On October 27, 2023, the Federal Trade Commission (“FTC”) voted to approve supplemental amendments to the Safeguards Rule (the “Final Rule”) that will require non-bank financial institutions to notify the FTC electronically as soon as possible, and no later than 30 days after discovery, of any unauthorized acquisition of unencrypted customer information that affects at least 500 consumers.The breach notification must include certain information about the event, including a description of the event and the number of consumers affected or potentially affected. Notably, the FTC has stated that it intends to make the notifications publicly available through an online database. The Final Rule will become effective 180 days after publication in the Federal Register.
The Gramm-Leach-Bliley Act (the “GLBA”) provides a framework for the regulation of financial institutions’ privacy and information security practices. The FTC enforces the GLBA with respect to non-bank financial institutions such as mortgage brokers, money transmitters, payday lenders, automotive dealerships, retailers that directly issue consumer credit cards, and tax preparers.
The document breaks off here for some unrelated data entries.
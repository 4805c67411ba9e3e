use std::fs;
use std::path::PathBuf;
use std::sync::Arc;
use std::time::Duration;

use serde::Serialize;
use tokio::sync::Notify;
use tokio::time::sleep;
use tracing::{debug, info, trace};

/// Which signal source produced the reading. Confidence expresses the
/// reliability of the source, not the stability of the connection.
#[derive(Debug, Clone, Copy, PartialEq, Eq, Serialize)]
#[serde(rename_all = "lowercase")]
pub enum ProbeMethod {
    Sysfs,
    Drm,
    Heuristic,
}

#[derive(Debug, Clone, Copy, PartialEq, Serialize)]
pub struct HdmiStatus {
    pub connected: bool,
    pub method: ProbeMethod,
    pub confidence: f64,
}

impl HdmiStatus {
    pub fn new(connected: bool, method: ProbeMethod, confidence: f64) -> Self {
        HdmiStatus {
            connected,
            method,
            confidence,
        }
    }
}

/// Source of display-presence readings, swappable so tests can inject
/// fixed statuses.
pub trait DisplayProbe: Send + Sync {
    fn probe(&self) -> HdmiStatus;
}

/// Reads connector state from the kernel's DRM sysfs tree.
pub struct SysfsProbe {
    drm_root: PathBuf,
}

impl SysfsProbe {
    pub fn new() -> Self {
        SysfsProbe {
            drm_root: PathBuf::from("/sys/class/drm"),
        }
    }

    pub fn with_root(drm_root: impl Into<PathBuf>) -> Self {
        SysfsProbe {
            drm_root: drm_root.into(),
        }
    }

    /// `status` files of HDMI connectors: "connected"/"disconnected".
    fn hdmi_connector_status(&self) -> Option<bool> {
        let entries = fs::read_dir(&self.drm_root).ok()?;
        let mut saw_connector = false;
        for entry in entries.flatten() {
            let name = entry.file_name().to_string_lossy().to_string();
            if !name.contains("HDMI") {
                continue;
            }
            let status_path = entry.path().join("status");
            if let Ok(status) = fs::read_to_string(&status_path) {
                saw_connector = true;
                if status.trim() == "connected" {
                    return Some(true);
                }
            }
        }
        if saw_connector {
            Some(false)
        } else {
            None
        }
    }

    /// Fallback: any enabled connector of any type.
    fn any_enabled_connector(&self) -> Option<bool> {
        let entries = fs::read_dir(&self.drm_root).ok()?;
        let mut saw_connector = false;
        for entry in entries.flatten() {
            let enabled_path = entry.path().join("enabled");
            if let Ok(enabled) = fs::read_to_string(&enabled_path) {
                saw_connector = true;
                if enabled.trim() == "enabled" {
                    return Some(true);
                }
            }
        }
        if saw_connector {
            Some(false)
        } else {
            None
        }
    }
}

impl Default for SysfsProbe {
    fn default() -> Self {
        SysfsProbe::new()
    }
}

impl DisplayProbe for SysfsProbe {
    fn probe(&self) -> HdmiStatus {
        if let Some(connected) = self.hdmi_connector_status() {
            return HdmiStatus::new(connected, ProbeMethod::Sysfs, 0.95);
        }
        if let Some(connected) = self.any_enabled_connector() {
            return HdmiStatus::new(connected, ProbeMethod::Drm, 0.7);
        }
        // Nothing to read; assume a display is there rather than tearing a
        // possibly-working unit back into provisioning on a weak signal.
        HdmiStatus::new(true, ProbeMethod::Heuristic, 0.3)
    }
}

/// One-shot and continuous display-presence monitoring.
pub struct HdmiMonitor {
    probe: Arc<dyn DisplayProbe>,
    confidence_threshold: f64,
}

impl HdmiMonitor {
    pub fn new(probe: Arc<dyn DisplayProbe>, confidence_threshold: f64) -> Self {
        HdmiMonitor {
            probe,
            confidence_threshold,
        }
    }

    pub fn check_once(&self) -> HdmiStatus {
        let status = self.probe.probe();
        trace!(?status, "HDMI probe");
        status
    }

    /// Poll on a fixed interval, invoking `on_change` only on connect state
    /// transitions whose confidence clears the threshold. `baseline` is the
    /// caller's most recent reading; a display already lost when the first
    /// poll runs counts as a transition against it. Runs until the shutdown
    /// notifier fires.
    pub fn watch<F>(
        &self,
        interval: Duration,
        baseline: Option<bool>,
        shutdown: Arc<Notify>,
        on_change: F,
    ) -> tokio::task::JoinHandle<()>
    where
        F: Fn(HdmiStatus) + Send + Sync + 'static,
    {
        let probe = self.probe.clone();
        let threshold = self.confidence_threshold;
        tokio::spawn(async move {
            debug!(?interval, ?baseline, "HDMI watch task started");
            let mut last_connected: Option<bool> = baseline;
            loop {
                tokio::select! {
                    biased;
                    _ = shutdown.notified() => {
                        debug!("HDMI watch task stopping");
                        break;
                    }
                    _ = sleep(interval) => {
                        let status = probe.probe();
                        if status.confidence <= threshold {
                            trace!(?status, "Ignoring low-confidence HDMI reading");
                            continue;
                        }
                        if last_connected != Some(status.connected) {
                            if last_connected.is_some() {
                                info!(connected = status.connected, method = ?status.method, "HDMI state transition");
                                on_change(status);
                            }
                            last_connected = Some(status.connected);
                        }
                    }
                }
            }
        })
    }
}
The FTC promulgated the Safeguards Rule in 2002 under Subtitle A of Title V of the GLBA, which directs the FTC and other federal financial regulators to establish standards relating to administrative, technical and physical safeguards for certain information. The Safeguards Rule requires non-bank financial institutions to develop, implement and maintain a comprehensive security program to keep their customers’ information safe.
As described in our earlier memorandum to clients, in December 2021, the FTC updated the Safeguards Rule in significant ways, including by adding more detailed requirements for the development and establishment of a non-bank financial institution’s information security program, and by expanding the definition of “financial institution.” At that time, the FTC also requested comment on proposed supplemental amendments that it has now adopted, with only minor changes, in the Final Rule.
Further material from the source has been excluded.